Obrigações Juros portugueses atingem máximos de quase um ano acima de 4%

Juros portugueses atingem máximos de quase um ano acima de 4%

Os receios de que o BCE retire os estímulos à economia estão a impulsionar os juros da dívida dos países do euro, com destaque para Portugal, onde a 'yield' associada às obrigações a dez anos está em máximos de Fevereiro de 2016.
Juros portugueses atingem máximos de quase um ano acima de 4%
Rita Faria 05 de janeiro de 2017 às 12:45

A escalada nos juros da dívida portuguesa continua. A ‘yield’ associada às obrigações portuguesas a dez anos está a subir 11,9 pontos base esta quinta-feira, 5 de Janeiro, para 4,014%, o valor mais alto desde 12 de Fevereiro de 2016. Nesse dia, a ‘yield’ tocou nos 4,444%.

A tendência de agravamento estende-se à generalidade dos países do euro, numa altura em que as perspectivas de uma subida mais acelerada da inflação na região da moeda única estão a alimentar os receios de que o Banco Central Europeu (BCE) pondere uma retirada antecipada dos estímulos à economia.

Em Espanha, os juros da dívida a dez anos sobem 9,3 pontos base para 1,526%, enquanto em Itália o agravamento é de 10,6 pontos para 1,976%.

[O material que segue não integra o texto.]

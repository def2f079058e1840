//! Envelope assembly and opening
//!
//! An envelope hands one reader the content key of one entry, wrapped under
//! the author/reader wrapping key.

use folio_core::{Envelope, FolioError, FolioResult, Id};
use folio_crypto::{
    derive_wrapping_key, unwrap_key, wrap_key, ContentKey, CryptoProvider, KeyPair, WrappedKey,
};
use tracing::debug;

pub fn new_envelope(
    entry_key: Id,
    author_public_key: &[u8],
    reader_public_key: &[u8],
    wrapped: WrappedKey,
) -> Envelope {
    Envelope {
        entry_key,
        author_public_key: author_public_key.to_vec(),
        reader_public_key: reader_public_key.to_vec(),
        content_key_ciphertext: wrapped.ciphertext,
        content_key_ciphertext_mac: wrapped.mac,
    }
}

/// Derive the wrapping key for (author, reader), wrap `key`, and build the envelope.
pub fn seal_envelope(
    provider: &dyn CryptoProvider,
    entry_key: Id,
    author: &KeyPair,
    reader_public_key: &[u8],
    key: &ContentKey,
) -> FolioResult<Envelope> {
    let wrapping = derive_wrapping_key(provider, author, reader_public_key)?;
    let wrapped = wrap_key(provider, &wrapping, key)?;
    Ok(new_envelope(
        entry_key,
        author.public_key(),
        reader_public_key,
        wrapped,
    ))
}

/// Recover the content key using the reader's key pair.
pub fn open_envelope(
    provider: &dyn CryptoProvider,
    envelope: &Envelope,
    reader: &KeyPair,
) -> FolioResult<ContentKey> {
    if envelope.reader_public_key != reader.public_key().as_slice() {
        return Err(FolioError::missing_key(&envelope.reader_public_key));
    }
    let wrapping = derive_wrapping_key(provider, reader, &envelope.author_public_key)?;
    let key = unwrap_key(
        provider,
        &wrapping,
        &envelope.content_key_ciphertext,
        &envelope.content_key_ciphertext_mac,
    )?;
    debug!(entry = %envelope.entry_key, "opened envelope");
    Ok(key)
}
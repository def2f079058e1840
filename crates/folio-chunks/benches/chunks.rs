use folio_chunks::{compress, page_spans, Codec};

fn make_data(size: usize) -> Vec<u8> {
    // Semi-realistic data: repeating pattern with some entropy
    (0..size)
        .map(|i| (i.wrapping_mul(7) ^ (i >> 3)) as u8)
        .collect()
}

#[divan::bench(args = [1024, 65536, 1048576, 10485760])]
fn zstd_compress(bencher: divan::Bencher, size: usize) {
    let data = make_data(size);
    bencher
        .counter(divan::counter::BytesCount::new(size))
        .bench(|| compress(divan::black_box(&data), Codec::Zstd, 3).unwrap());
}

#[divan::bench(args = [65536, 10485760])]
fn split_pages(bencher: divan::Bencher, size: usize) {
    bencher.bench(|| page_spans(divan::black_box(size), 4096).unwrap());
}

fn main() {
    divan::main();
}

Na Alemanha, por seu lado, a ‘yield’ avança 2,6 pontos para 0,301%. Dado que a subida dos juros portugueses é muito superior à das ‘yields’ na Alemanha, também o prémio de risco associado à dívida portuguesa está a subir esta quinta-feira. O avanço é de 9,8 pontos para 368,1 pontos, o valor mais elevado desde Fevereiro do ano passado.

Na quarta-feira, o Eurostat revelou que a inflação na Zona Euro subiu de 0,6%, em Novembro, para 1,1% em Dezembro, puxada pelos combustíveis, tendo ultrapassado os 1% pela primeira vez desde Setembro 2013.

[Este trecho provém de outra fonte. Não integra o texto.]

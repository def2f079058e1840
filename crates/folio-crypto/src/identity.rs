//! secp256k1 key pairs for authors and readers

use std::fmt;

use folio_core::PUBLIC_KEY_SIZE;
use zeroize::Zeroizing;

use crate::SECRET_KEY_SIZE;

/// A secp256k1 private scalar and its SEC1 uncompressed public key.
///
/// The private half is zeroized on drop. Construct through
/// [`CryptoProvider::generate_key_pair`](crate::CryptoProvider::generate_key_pair)
/// or [`CryptoProvider::import_secret_key`](crate::CryptoProvider::import_secret_key).
#[derive(Clone)]
pub struct KeyPair {
    secret: Zeroizing<[u8; SECRET_KEY_SIZE]>,
    public: [u8; PUBLIC_KEY_SIZE],
}

impl KeyPair {
    /// Assemble a key pair. Callers are responsible for the two halves matching;
    /// providers do this after validating the scalar.
    pub fn from_parts(secret: [u8; SECRET_KEY_SIZE], public: [u8; PUBLIC_KEY_SIZE]) -> Self {
        Self {
            secret: Zeroizing::new(secret),
            public,
        }
    }

    pub fn secret_bytes(&self) -> &[u8; SECRET_KEY_SIZE] {
        &self.secret
    }

    pub fn public_key(&self) -> &[u8; PUBLIC_KEY_SIZE] {
        &self.public
    }
}

impl fmt::Debug for KeyPair {
    fn fmt(&self, f: &mut fmt::Formatter<'_>) -> fmt::Result {
        f.debug_struct("KeyPair")
            .field("public", &hex::encode(&self.public[..8]))
            .field("secret", &"[REDACTED]")
            .finish()
    }
}

#[cfg(test)]
mod tests {
    use crate::{CryptoProvider, RustCryptoProvider};

    #[test]
    fn test_debug_redacts_secret() {
        let kp = RustCryptoProvider::new().generate_key_pair();
        let debug = format!("{kp:?}");
        assert!(debug.contains("REDACTED"));
    }

    #[test]
    fn test_debug_shows_public_prefix_hex() {
        let kp = RustCryptoProvider::new().generate_key_pair();
        assert_eq!(kp.public_key()[0], 0x04, "uncompressed SEC1 prefix");
        let debug = format!("{kp:?}");
        assert!(debug.contains(&hex::encode(&kp.public_key()[..8])));
        assert!(!debug.contains(&hex::encode(kp.secret_bytes())));
    }
}
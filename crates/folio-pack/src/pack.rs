//! Packer / unpacker
//!
//! ```text
//! pack:   content → compress → paginate → metadata → seal metadata → Entry
//! unpack: Entry → open metadata → match pages → unpaginate → decompress
//! ```
//!
//! Given the same content, key, codec and page size, `pack` is deterministic
//! apart from the Entry's creation timestamp. Pin it with
//! [`PackOptions::created_time`] to get byte-identical documents.

use std::time::{SystemTime, UNIX_EPOCH};

use folio_chunks::{codec_for, compress, decompress, Codec};
use folio_core::config::{CompressionConfig, DEFAULT_PAGE_SIZE};
use folio_core::{
    Document, Entry, EntryMetadata, EntryPages, FolioConfig, FolioError, FolioResult, Id, Page,
};
use folio_crypto::{decrypt_metadata, encrypt_metadata, ContentKey, CryptoProvider};
use tracing::debug;

use crate::paginate::{paginate, unpaginate};

/// Knobs for one [`pack`] call.
#[derive(Debug, Clone)]
pub struct PackOptions {
    /// Compressed bytes per page; must be at least 1
    pub page_size: usize,
    pub compression: CompressionConfig,
    /// Entry timestamp in Unix seconds. `None` uses the current time.
    pub created_time: Option<u32>,
}

impl Default for PackOptions {
    fn default() -> Self {
        Self {
            page_size: DEFAULT_PAGE_SIZE,
            compression: CompressionConfig::default(),
            created_time: None,
        }
    }
}

impl PackOptions {
    pub fn with_page_size(page_size: usize) -> Self {
        Self {
            page_size,
            ..Self::default()
        }
    }
}

impl From<&FolioConfig> for PackOptions {
    fn from(config: &FolioConfig) -> Self {
        Self {
            page_size: config.pack.page_size,
            compression: config.compression.clone(),
            created_time: None,
        }
    }
}

/// Everything `pack` produces for one upload.
#[derive(Debug, Clone)]
pub struct PackedEntry {
    pub entry: Entry,
    /// Content address of `entry`
    pub entry_key: Id,
    /// All pages in index order. A single page is also embedded in `entry`.
    pub pages: Vec<Page>,
    /// Plaintext of the metadata sealed inside `entry`
    pub metadata: EntryMetadata,
}

impl PackedEntry {
    /// Pages that must be stored as their own documents: none for a
    /// single-page upload.
    pub fn standalone_pages(&self) -> &[Page] {
        match self.entry.pages {
            EntryPages::Single(_) => &[],
            EntryPages::Keys(_) => &self.pages,
        }
    }
}

/// Recovered content with the metadata it was packed under.
#[derive(Debug, Clone, PartialEq, Eq)]
pub struct Unpacked {
    pub content: Vec<u8>,
    pub metadata: EntryMetadata,
}

pub fn pack(
    provider: &dyn CryptoProvider,
    content: &[u8],
    media_type: &str,
    key: &ContentKey,
    author_public_key: &[u8],
    options: &PackOptions,
) -> FolioResult<PackedEntry> {
    let codec = codec_for(media_type, &options.compression);
    let compressed = compress(content, codec, options.compression.zstd_level)?;
    debug!(
        media_type,
        %codec,
        uncompressed = content.len(),
        compressed = compressed.len(),
        "compressed content"
    );

    let pages = paginate(provider, &compressed, key, author_public_key, options.page_size)?;

    let ciphertext: Vec<u8> = pages
        .iter()
        .flat_map(|p| p.ciphertext.iter().copied())
        .collect();
    let metadata = EntryMetadata {
        media_type: media_type.to_string(),
        compression_codec: codec.as_str().to_string(),
        ciphertext_size: ciphertext.len() as u64,
        ciphertext_mac: provider.hmac(key.mac_key(), &ciphertext)?.to_vec(),
        uncompressed_size: content.len() as u64,
        uncompressed_mac: provider.hmac(key.mac_key(), content)?.to_vec(),
    };
    let sealed = encrypt_metadata(provider, &metadata, key)?;

    let entry_pages = match pages.as_slice() {
        [single] => EntryPages::Single(single.clone()),
        many => EntryPages::Keys(many.iter().map(Page::key).collect()),
    };
    let entry = Entry {
        author_public_key: author_public_key.to_vec(),
        created_time: options.created_time.unwrap_or_else(now_secs),
        metadata_ciphertext: sealed.ciphertext,
        metadata_ciphertext_mac: sealed.mac,
        pages: entry_pages,
    };
    let entry_key = Document::Entry(entry.clone()).key();
    debug!(entry = %entry_key, pages = pages.len(), "packed entry");

    Ok(PackedEntry {
        entry,
        entry_key,
        pages,
        metadata,
    })
}

/// Reverse [`pack`].
///
/// For a multi-page entry, `pages` must be exactly the pages the entry
/// references, in order. For a single-page entry `pages` is ignored.
pub fn unpack(
    provider: &dyn CryptoProvider,
    entry: &Entry,
    pages: &[Page],
    key: &ContentKey,
) -> FolioResult<Unpacked> {
    let metadata = decrypt_metadata(
        provider,
        &entry.metadata_ciphertext,
        &entry.metadata_ciphertext_mac,
        key,
    )?;

    let pages: &[Page] = match &entry.pages {
        EntryPages::Single(page) => std::slice::from_ref(page),
        EntryPages::Keys(keys) => {
            check_page_keys(keys, pages)?;
            pages
        }
    };

    let compressed = unpaginate(provider, pages, key)?;
    let codec: Codec = metadata.compression_codec.parse()?;
    let content = decompress(&compressed, codec)?;
    debug!(
        %codec,
        pages = pages.len(),
        bytes = content.len(),
        "unpacked entry"
    );

    Ok(Unpacked { content, metadata })
}

fn check_page_keys(expected: &[Id], pages: &[Page]) -> FolioResult<()> {
    if expected.len() != pages.len() {
        return Err(FolioError::PageCountMismatch {
            expected: expected.len(),
            actual: pages.len(),
        });
    }
    for (index, (want, page)) in expected.iter().zip(pages).enumerate() {
        let actual = page.key();
        if actual != *want {
            return Err(FolioError::PageKeyMismatch {
                index,
                expected: *want,
                actual,
            });
        }
    }
    Ok(())
}

fn now_secs() -> u32 {
    let secs = SystemTime::now()
        .duration_since(UNIX_EPOCH)
        .map(|d| d.as_secs())
        .unwrap_or(0);
    u32::try_from(secs).unwrap_or(u32::MAX)
}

O aumento foi conhecido um dia depois de se saber que a inflação na Alemanha subiu para 1,7%, um nível já próximo da meta de 2% do BCE.

Esta evolução dos preços está a levar vários economistas alemães a pressionar a autoridade monetária a aumentar o preço do dinheiro, avança a Reuters esta quinta-feira.

"É tempo de normalizar [a política monetária]," defende o economista-chefe do DZ Bank, Stefan Bielmeier, ao jornal Bild, acrescentando que agora é "realizável" uma alteração nas taxas de juro.